In a physician-blinded trial, 173 patients with a previous history of diabetic foot ulceration were randomly assigned to one of three groups: standard therapy, structured foot examination, or enhanced therapy (Diabetes Care 2007;30:14–20).
Patients who were assigned to standard therapy received a therapeutic insoles and footwear, participated in an educational program focused on foot complications and self-care, and had a lower extremity evaluation by a physician every 8 weeks. Those assigned to the structured foot examination group received the standard therapy as well as training to conduct a detailed self-examination with the assistance of a mirror to identify redness, discoloration, swelling, and local warmth.
The patients in the enhanced therapy group also received the standard therapy and in addition, were taught to use a digital infrared thermometer to measure and record daily temperatures at six sites on each foot.
Of the 59 patients in the enhanced therapy group, 5 experienced ulceration over the 15-month treatment period, compared with 17 of the 58 patients in the standard group and 17 of the 56 patients in the structured foot examination group, a significant difference. The mean time to ulcerate was 378.5 days in the standard therapy group, 377.3 days in the structured foot examination group, and 429.5 days in the enhanced therapy group. The enhanced therapy group was significantly better than each of the other two groups, and those two groups did not differ from each other.
Patients in the enhanced therapy group were 4.48 times less likely to develop foot ulceration than those in the standard therapy group and 4.71 times less likely to develop foot ulceration than those in the structured foot examination group.
Within the enhanced therapy group, patients who were compliant with recording foot temperatures at least 50% of the time were 50 times less likely to develop an ulcer than were patients who were not compliant. Four of the five foot ulcers were in patients who were not compliant.
Patients in the enhanced therapy group were taught to monitor temperatures on the great toe, the first, third, and fifth metatarsal head region, the midfoot, and the heel of each foot using a TempTouch digital infrared thermometer, available by prescription from Xilas Medical, San Antonio. They were instructed to contact the research nurse if skin temperatures were elevated by more than 4° F (2.2° C), compared with the corresponding side on the opposite foot for 2 consecutive days. They were also instructed to decrease their activity until temperatures normalized.
About 88% of the patients in the enhanced therapy group were compliant with daily temperature measurements. This compares quite favorably with published rates of compliance with daily glucose monitoring, which can be as low as 33%.
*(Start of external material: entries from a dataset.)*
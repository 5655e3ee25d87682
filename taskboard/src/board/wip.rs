//! Work-in-progress limit predicates.
//!
//! Views use these to decide whether a column should accept a drag; the
//! state manager applies the same rule when a task is moved across columns.

use taskboard_proto::Column;

fn limit_of(column: &Column) -> Option<usize> {
    column
        .wip_limit
        .map(|limit| usize::try_from(limit).unwrap_or(usize::MAX))
}

/// Returns `true` if `column` declares a limit and already holds `count`
/// tasks or more.
#[must_use]
pub fn is_at_wip_limit(column: &Column, count: usize) -> bool {
    limit_of(column).is_some_and(|limit| count >= limit)
}

/// Returns `true` if one more task would bring `column` to its limit.
#[must_use]
pub fn is_near_wip_limit(column: &Column, count: usize) -> bool {
    limit_of(column)
        .and_then(|limit| limit.checked_sub(1))
        .is_some_and(|threshold| count == threshold)
}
“It seems likely that the cost benefit of home temperature monitoring might be much better than that for use in glucose strips for home monitoring,” the investigators wrote. “In addition, a tool to adjust activity could help with the dilemma of exercising for better health versus the need to rest and protect the foot to avoid foot ulcers.”
Several of the study's authors disclosed close relationships with Xilas Medical. Dr. Lavery owns stock in the company, and is a consultant and a member of its clinical advisory board. Two of the other authors are members of the company's board of directors. The study was supported by a grant from the National Institute of Diabetes and Digestive and Kidney Diseases.